O Great Little One! O Great Advent!

The highest aim of Advent is to revive the deep memory of a God whose Incarnation gave hope to the world.

Duccio di Buoninsegna, “The Nativity with the Prophets Isaiah and Ezekiel (Detail),” ca. 1482-1485
Duccio di Buoninsegna, “The Nativity with the Prophets Isaiah and Ezekiel (Detail),” ca. 1482-1485 (photo: National Gallery of Art / Public Domain)

‘He who is to come will come and will not delay, and now there will be no fear within our land, for he is our Savior.’ — Hebrews 10:37

Old King Ahaz was, by all accounts, a most awful ruler of Judah, his reign lasting 16 godless years, during which he even had his own son offered in sacrifice to Moloch.

And yet, for all his repeated refusals to follow the counsel of the Lord when told to do so, especially by Isaiah, that most powerful of all prophets, one feels a certain fugitive gratitude for the guy. After all, had he not so infuriated the prophet by disdaining to ask for a sign confirming the importance of putting his trust in the Lord alone, Isaiah might not have gone on to make the greatest possible prophecy of all, one which would shake the world to its very foundations. And that, of course, was the prediction about the coming Messiah, who would not only save Israel from all her iniquities but redeem the world as well. 

So, he’s the proximate cause here, but hardly the defining figure in the story. Still, the exchange between the two is sufficiently instructive that every year during these last days of Advent Mother Church reminds us of it.

“Ask for a sign from the Lord your God,” urges the prophet Isaiah; “let it be deep as the netherworld, or high as the sky!” This is then followed, of course, by the bombshell that will change everything, redirecting the entire course of human history.

Listen, O house of David! Is it not enough for you to weary people, must you also weary my God? Therefore the Lord himself will give you this sign: the virgin shall conceive, and bear a son, and shall name him Emmanuel.

Seven centuries later the words of the prophet Isaiah will come to pass, words which only this morning I and numberless Catholics around the world heard repeated in the First Reading of the Mass. Not for the first time, to be sure, but as often I’ve heard them spoken, I never tire of hearing them again, so astonishing is the promise they contain. Each time I listen becomes a fresh, resonant rediscovery of something so momentous and far-reaching that I cannot even imagine not wanting to hear the unheard of promise repeated over and over. Like a little child, I suppose, seeing the sun climb into the sky each morning, knowing it will never be boring. Or like that same child, standing in rapt attention before the ocean, watching wave upon wave pound against the beach, certain that it will never say to the sea, “Well, I’ve seen enough. You can stop doing it now.”

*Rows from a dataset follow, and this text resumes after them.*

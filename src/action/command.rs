use std::fmt;

use serde::{Deserialize, Serialize};
use serde_json::Value;

use crate::action::error::ActionError;

#[derive(Debug, Clone, Copy, PartialEq, Eq, Hash, Serialize, Deserialize)]
#[serde(rename_all = "camelCase")]
pub enum ActionType {
    Click,
    SetValue,
    Submit,
    Select,
    Check,
    Uncheck,
    Focus,
    Scroll,
    Hover,
    Custom,
}

impl ActionType {
    pub fn as_str(self) -> &'static str {
        match self {
            ActionType::Click => "click",
            ActionType::SetValue => "setValue",
            ActionType::Submit => "submit",
            ActionType::Select => "select",
            ActionType::Check => "check",
            ActionType::Uncheck => "uncheck",
            ActionType::Focus => "focus",
            ActionType::Scroll => "scroll",
            ActionType::Hover => "hover",
            ActionType::Custom => "custom",
        }
    }
}

impl fmt::Display for ActionType {
    fn fmt(&self, f: &mut fmt::Formatter<'_>) -> fmt::Result {
        f.write_str(self.as_str())
    }
}

#[derive(Debug, Clone, Default, PartialEq, Serialize, Deserialize)]
pub struct ActionParameters {
    /// `null` and absent both mean "no value"; `""` and `0` are values.
    #[serde(default, skip_serializing_if = "Option::is_none")]
    pub value: Option<Value>,
}

#[derive(Debug, Clone, PartialEq, Serialize, Deserialize)]
pub struct ActionCommand {
    pub action: ActionType,
    #[serde(default, skip_serializing_if = "Option::is_none")]
    pub target: Option<String>,
    #[serde(default, skip_serializing_if = "Option::is_none")]
    pub parameters: Option<ActionParameters>,
    #[serde(default, skip_serializing_if = "Option::is_none")]
    pub script: Option<String>,
}

impl ActionCommand {
    pub fn new(action: ActionType, target: impl Into<String>) -> Self {
        Self {
            action,
            target: Some(target.into()),
            parameters: None,
            script: None,
        }
    }

    pub fn script(script: impl Into<String>) -> Self {
        Self {
            action: ActionType::Custom,
            target: None,
            parameters: None,
            script: Some(script.into()),
        }
    }

    pub fn with_value(mut self, value: impl Into<Value>) -> Self {
        self.parameters = Some(ActionParameters {
            value: Some(value.into()),
        });
        self
    }

    pub fn with_script(mut self, script: impl Into<String>) -> Self {
        self.script = Some(script.into());
        self
    }

    pub fn value(&self) -> Option<&Value> {
        self.parameters.as_ref()?.value.as_ref()
    }

    /// Parse a command from loosely-typed JSON, reporting a missing or
    /// unknown action as a validation error.
    pub fn from_value(value: Value) -> Result<Self, ActionError> {
        if value.get("action").is_none_or(Value::is_null) {
            return Err(ActionError::Validation("command has no action".into()));
        }
        serde_json::from_value(value).map_err(|e| ActionError::Validation(e.to_string()))
    }
}

#[derive(Debug, Clone, PartialEq, Serialize, Deserialize)]
pub struct ActionResult {
    pub success: bool,
    pub message: String,
    #[serde(default, skip_serializing_if = "Option::is_none")]
    pub error: Option<String>,
    #[serde(default, skip_serializing_if = "Option::is_none")]
    pub data: Option<Value>,
}

impl ActionResult {
    pub fn ok(message: impl Into<String>) -> Self {
        Self {
            success: true,
            message: message.into(),
            error: None,
            data: None,
        }
    }

    pub fn with_data(mut self, data: Value) -> Self {
        self.data = Some(data);
        self
    }

    pub fn failure(error: &ActionError) -> Self {
        Self {
            success: false,
            message: "action failed".to_string(),
            error: Some(error.to_string()),
            data: None,
        }
    }
}
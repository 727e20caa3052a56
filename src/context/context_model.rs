use serde::{Deserialize, Serialize};
use thiserror::Error;

use crate::action::ActionType;
use crate::scan::{ElementDescriptor, ElementValue};

#[derive(Debug, Error)]
pub enum ContextError {
    #[error("failed to serialize page context: {0}")]
    Serialize(#[from] serde_json::Error),

    #[error("unknown output format '{0}' (expected json, natural or openapi)")]
    UnknownFormat(String),
}

/// Snapshot of a page handed to a model: scanned elements plus the actions
/// derived from them.
#[derive(Debug, Clone, PartialEq, Serialize, Deserialize)]
#[serde(rename_all = "camelCase")]
pub struct PageContext {
    pub id: String,
    pub timestamp: u64,
    pub url: String,
    pub title: String,
    pub elements: Vec<ElementDescriptor>,
    pub actions: Vec<PageAction>,
    #[serde(default, skip_serializing_if = "Vec::is_empty")]
    pub forms: Vec<FormState>,
    pub metadata: ContextMetadata,
}

impl PageContext {
    pub fn element(&self, selector_or_id: &str) -> Option<&ElementDescriptor> {
        self.elements
            .iter()
            .find(|e| e.selector == selector_or_id || e.id == selector_or_id)
    }
}

#[derive(Debug, Clone, PartialEq, Serialize, Deserialize)]
#[serde(rename_all = "camelCase")]
pub struct PageAction {
    #[serde(rename = "type")]
    pub action: ActionType,
    pub target: String,
    pub element_id: String,
    pub description: String,
}

#[derive(Debug, Clone, PartialEq, Serialize, Deserialize)]
#[serde(rename_all = "camelCase")]
pub struct FormState {
    pub selector: String,
    pub fields: Vec<FormField>,
    /// Every required field has a value.
    pub valid: bool,
}

#[derive(Debug, Clone, PartialEq, Serialize, Deserialize)]
#[serde(rename_all = "camelCase")]
pub struct FormField {
    pub name: String,
    pub selector: String,
    #[serde(default, skip_serializing_if = "Option::is_none")]
    pub value: Option<ElementValue>,
    pub required: bool,
}

#[derive(Debug, Clone, Default, PartialEq, Serialize, Deserialize)]
#[serde(rename_all = "camelCase")]
pub struct ContextMetadata {
    pub element_count: usize,
    pub scan_depth: usize,
    pub scan_duration_ms: u64,
    pub partial: bool,
}
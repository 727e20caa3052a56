use std::fmt;

use serde::{Deserialize, Serialize};

/// Stable arena index of a node. Ids are never reused within a document.
#[derive(Debug, Clone, Copy, PartialEq, Eq, Hash, PartialOrd, Ord, Serialize, Deserialize)]
pub struct NodeId(pub(crate) usize);

impl NodeId {
    pub fn index(self) -> usize {
        self.0
    }
}

impl fmt::Display for NodeId {
    fn fmt(&self, f: &mut fmt::Formatter<'_>) -> fmt::Result {
        write!(f, "#{}", self.0)
    }
}

#[derive(Debug, Clone)]
pub(crate) struct Node {
    pub(crate) parent: Option<NodeId>,
    pub(crate) children: Vec<NodeId>,
    pub(crate) data: NodeData,
}

#[derive(Debug, Clone)]
pub(crate) enum NodeData {
    Document,
    Element(ElementData),
    Text(String),
}

/// Element state: markup attributes plus the live form-control properties
/// that diverge from their attributes once the user (or a script) edits them.
#[derive(Debug, Clone)]
pub(crate) struct ElementData {
    pub(crate) tag: String,
    pub(crate) attrs: Vec<(String, String)>,
    pub(crate) value: Option<String>,
    pub(crate) checked: bool,
    pub(crate) selected: bool,
    /// Set on a `<select>` once its selection was changed explicitly; the
    /// first-option default only applies before that.
    pub(crate) selection_dirty: bool,
    pub(crate) layout: Option<BoundingBox>,
}

impl ElementData {
    pub(crate) fn new(tag: &str) -> Self {
        Self {
            tag: tag.to_ascii_lowercase(),
            attrs: Vec::new(),
            value: None,
            checked: false,
            selected: false,
            selection_dirty: false,
            layout: None,
        }
    }

    pub(crate) fn attr(&self, name: &str) -> Option<&str> {
        self.attrs
            .iter()
            .find(|(key, _)| key == name)
            .map(|(_, value)| value.as_str())
    }

    pub(crate) fn has_class(&self, class_name: &str) -> bool {
        self.attr("class")
            .map(|classes| classes.split_ascii_whitespace().any(|c| c == class_name))
            .unwrap_or(false)
    }
}

/// Layout box of an element, in CSS pixels.
#[derive(Debug, Clone, Copy, Default, PartialEq, Serialize, Deserialize)]
pub struct BoundingBox {
    pub x: f64,
    pub y: f64,
    pub width: f64,
    pub height: f64,
}

impl BoundingBox {
    pub fn new(x: f64, y: f64, width: f64, height: f64) -> Self {
        Self { x, y, width, height }
    }

    pub fn is_empty(&self) -> bool {
        self.width <= 0.0 || self.height <= 0.0
    }

    /// Get the center point of this bounding box.
    pub fn center(&self) -> (f64, f64) {
        (self.x + self.width / 2.0, self.y + self.height / 2.0)
    }
}

/// The subset of computed style the scanner cares about.
#[derive(Debug, Clone, PartialEq)]
pub struct ComputedStyle {
    pub display: String,
    pub visibility: String,
    pub opacity: f64,
}

impl ComputedStyle {
    pub fn is_displayed(&self) -> bool {
        self.display != "none"
    }

    pub fn is_visible(&self) -> bool {
        self.is_displayed()
            && self.visibility != "hidden"
            && self.visibility != "collapse"
            && self.opacity > 0.0
    }
}
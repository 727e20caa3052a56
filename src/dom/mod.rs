pub mod document;
pub mod error;
pub mod event_loop;
pub mod events;
pub mod html;
pub mod node;
pub mod selector;

pub use document::{Document, MutationKind, MutationRecord, ObserverId, ValueInterceptor};
pub use error::DomError;
pub use event_loop::{FRAME, Task, TimerId};
pub use events::{Event, Listener, ListenerId};
pub use node::{BoundingBox, ComputedStyle, NodeId};
pub use selector::Selector;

There can never be too much of a good thing. And this is the best thing of all. God coming to visit us. Dropping in, as it were, to spend his life in our world, pitching his tent, to recall the precise prophetic phrase, in our midst. “In the Great Sea of our Usual Life,” exclaims Luigi Giussani, “a Continual Newness.”

And there is something else that happens on this day, something to help quicken the sense of expectant waiting we all have, however inchoate, of longing for the Lord to come, to come quickly, too, as if we could not bear his being absent any longer. Besides the words of Isaiah which we hear, there are the “O Antiphons” that we sing. All those haunting lyrics we get to hear over and over, year after year. Every blooming verse belted out by a gathering of people eager to see and to welcome the God who has promised to come among us. Coming as a little child, no less, reminding us that here is someone to whom we may safely draw near, knowing he will keep us safe.

O come, O come, Emmanuel,
And ransom captive Israel
That mourns in lonely exile here
Until the Son of God appear.

Since at least the eighth century, and always during the last days before Christmas when the promised dawn from on high will suddenly burst upon us, these lines of inspired lyric poetry have been sung. Chanted rather, which is the mode in which they first came to us from the time of the Gregorian reform.  But their provenance, of course, reaches all the way back to the Old Testament, to Isaiah, to the hope and travail of which he wrote, marking the history of Israel. Which is our history, too, awakening the same longings we all have for God to deliver us. 

It is not unfitting, therefore, that the same lines apply to us as they do to Israel, the people who were the first to receive the promised good news from God. 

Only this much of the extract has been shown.